***** Listed records *****

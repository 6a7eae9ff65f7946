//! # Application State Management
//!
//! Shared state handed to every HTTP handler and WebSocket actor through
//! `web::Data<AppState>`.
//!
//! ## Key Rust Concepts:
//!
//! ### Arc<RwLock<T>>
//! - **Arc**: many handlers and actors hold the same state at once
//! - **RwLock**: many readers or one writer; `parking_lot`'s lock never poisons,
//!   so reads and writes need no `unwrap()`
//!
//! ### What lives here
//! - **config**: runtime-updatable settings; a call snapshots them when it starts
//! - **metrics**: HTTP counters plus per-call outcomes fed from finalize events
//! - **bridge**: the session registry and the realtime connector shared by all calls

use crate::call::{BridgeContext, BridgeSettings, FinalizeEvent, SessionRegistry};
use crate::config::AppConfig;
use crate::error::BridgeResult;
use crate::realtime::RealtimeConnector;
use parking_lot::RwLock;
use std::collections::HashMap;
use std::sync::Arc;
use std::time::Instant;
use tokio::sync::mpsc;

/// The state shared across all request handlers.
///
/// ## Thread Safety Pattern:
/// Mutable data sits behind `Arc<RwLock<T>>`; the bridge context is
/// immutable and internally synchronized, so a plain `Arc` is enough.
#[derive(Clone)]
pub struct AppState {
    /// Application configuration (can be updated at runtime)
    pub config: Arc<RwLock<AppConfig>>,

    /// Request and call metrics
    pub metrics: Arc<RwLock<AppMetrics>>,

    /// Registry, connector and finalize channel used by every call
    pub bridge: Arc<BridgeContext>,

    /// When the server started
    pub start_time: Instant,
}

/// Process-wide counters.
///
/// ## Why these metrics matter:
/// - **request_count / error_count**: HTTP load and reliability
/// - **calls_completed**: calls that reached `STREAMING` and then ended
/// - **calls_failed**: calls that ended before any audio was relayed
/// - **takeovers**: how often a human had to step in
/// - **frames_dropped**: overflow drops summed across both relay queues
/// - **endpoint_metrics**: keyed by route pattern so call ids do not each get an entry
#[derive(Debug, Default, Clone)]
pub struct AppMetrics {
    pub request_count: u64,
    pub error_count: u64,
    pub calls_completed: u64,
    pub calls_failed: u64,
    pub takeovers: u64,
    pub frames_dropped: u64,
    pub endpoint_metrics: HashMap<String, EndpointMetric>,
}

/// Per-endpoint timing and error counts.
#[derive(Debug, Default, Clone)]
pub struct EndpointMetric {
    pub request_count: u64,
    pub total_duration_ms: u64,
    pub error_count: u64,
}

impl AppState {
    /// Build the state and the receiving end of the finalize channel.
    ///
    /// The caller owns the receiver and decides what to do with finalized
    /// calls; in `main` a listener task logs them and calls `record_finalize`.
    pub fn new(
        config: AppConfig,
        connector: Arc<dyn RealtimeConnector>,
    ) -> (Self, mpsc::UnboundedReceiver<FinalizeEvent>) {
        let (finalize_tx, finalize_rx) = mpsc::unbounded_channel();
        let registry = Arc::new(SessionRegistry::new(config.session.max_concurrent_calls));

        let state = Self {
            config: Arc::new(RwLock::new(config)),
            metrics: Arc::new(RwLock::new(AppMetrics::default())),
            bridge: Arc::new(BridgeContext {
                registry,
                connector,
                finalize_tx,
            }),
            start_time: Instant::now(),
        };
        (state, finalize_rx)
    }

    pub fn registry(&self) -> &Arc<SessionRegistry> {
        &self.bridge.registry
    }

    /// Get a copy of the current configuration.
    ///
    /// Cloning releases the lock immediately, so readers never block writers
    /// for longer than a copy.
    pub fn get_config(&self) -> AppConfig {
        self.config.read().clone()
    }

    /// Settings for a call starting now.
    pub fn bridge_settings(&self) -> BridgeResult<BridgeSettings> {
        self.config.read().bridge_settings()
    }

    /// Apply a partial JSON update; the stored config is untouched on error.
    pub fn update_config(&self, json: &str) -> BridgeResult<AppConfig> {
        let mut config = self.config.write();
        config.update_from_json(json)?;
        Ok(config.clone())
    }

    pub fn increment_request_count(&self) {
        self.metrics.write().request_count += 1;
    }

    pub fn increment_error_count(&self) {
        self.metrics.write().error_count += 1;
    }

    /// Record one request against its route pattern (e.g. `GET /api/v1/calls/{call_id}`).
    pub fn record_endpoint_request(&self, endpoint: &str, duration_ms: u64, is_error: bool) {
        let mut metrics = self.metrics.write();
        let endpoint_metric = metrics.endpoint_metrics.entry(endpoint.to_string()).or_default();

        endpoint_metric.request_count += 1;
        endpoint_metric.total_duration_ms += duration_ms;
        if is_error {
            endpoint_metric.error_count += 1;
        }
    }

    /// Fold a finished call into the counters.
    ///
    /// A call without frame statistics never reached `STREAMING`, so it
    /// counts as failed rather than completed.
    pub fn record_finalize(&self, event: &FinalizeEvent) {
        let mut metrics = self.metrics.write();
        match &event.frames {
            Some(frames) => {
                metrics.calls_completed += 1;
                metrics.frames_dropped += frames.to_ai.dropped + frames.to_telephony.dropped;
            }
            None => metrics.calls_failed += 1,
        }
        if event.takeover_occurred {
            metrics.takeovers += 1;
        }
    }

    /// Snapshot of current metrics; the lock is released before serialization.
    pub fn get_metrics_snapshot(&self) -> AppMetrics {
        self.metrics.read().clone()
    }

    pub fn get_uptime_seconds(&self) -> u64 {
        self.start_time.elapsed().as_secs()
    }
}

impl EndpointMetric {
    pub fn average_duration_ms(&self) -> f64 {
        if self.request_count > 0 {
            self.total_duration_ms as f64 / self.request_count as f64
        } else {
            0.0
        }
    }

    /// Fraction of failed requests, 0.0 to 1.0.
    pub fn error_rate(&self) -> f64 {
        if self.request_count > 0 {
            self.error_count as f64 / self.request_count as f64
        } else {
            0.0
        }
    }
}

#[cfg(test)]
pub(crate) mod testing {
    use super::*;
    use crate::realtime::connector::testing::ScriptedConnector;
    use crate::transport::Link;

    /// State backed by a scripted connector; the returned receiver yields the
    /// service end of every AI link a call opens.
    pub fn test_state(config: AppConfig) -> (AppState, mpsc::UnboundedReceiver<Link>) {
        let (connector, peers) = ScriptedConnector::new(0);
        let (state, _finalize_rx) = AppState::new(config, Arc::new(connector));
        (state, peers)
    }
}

*****

**Activity:**
Begin at the first line of the entries above and copy every line exactly, ending with the line that contains "bridge context is".

**Exercise solution:**
repository 6a7eae9ff65f7946
//! # Application State Management
//!
//! Shared state handed to every HTTP handler and WebSocket actor through
//! `web::Data<AppState>`.
//!
//! ## Key Rust Concepts:
//!
//! ### Arc<RwLock<T>>
//! - **Arc**: many handlers and actors hold the same state at once
//! - **RwLock**: many readers or one writer; `parking_lot`'s lock never poisons,
//!   so reads and writes need no `unwrap()`
//!
//! ### What lives here
//! - **config**: runtime-updatable settings; a call snapshots them when it starts
//! - **metrics**: HTTP counters plus per-call outcomes fed from finalize events
//! - **bridge**: the session registry and the realtime connector shared by all calls

use crate::call::{BridgeContext, BridgeSettings, FinalizeEvent, SessionRegistry};
use crate::config::AppConfig;
use crate::error::BridgeResult;
use crate::realtime::RealtimeConnector;
use parking_lot::RwLock;
use std::collections::HashMap;
use std::sync::Arc;
use std::time::Instant;
use tokio::sync::mpsc;

/// The state shared across all request handlers.
///
/// ## Thread Safety Pattern:
/// Mutable data sits behind `Arc<RwLock<T>>`; the bridge context is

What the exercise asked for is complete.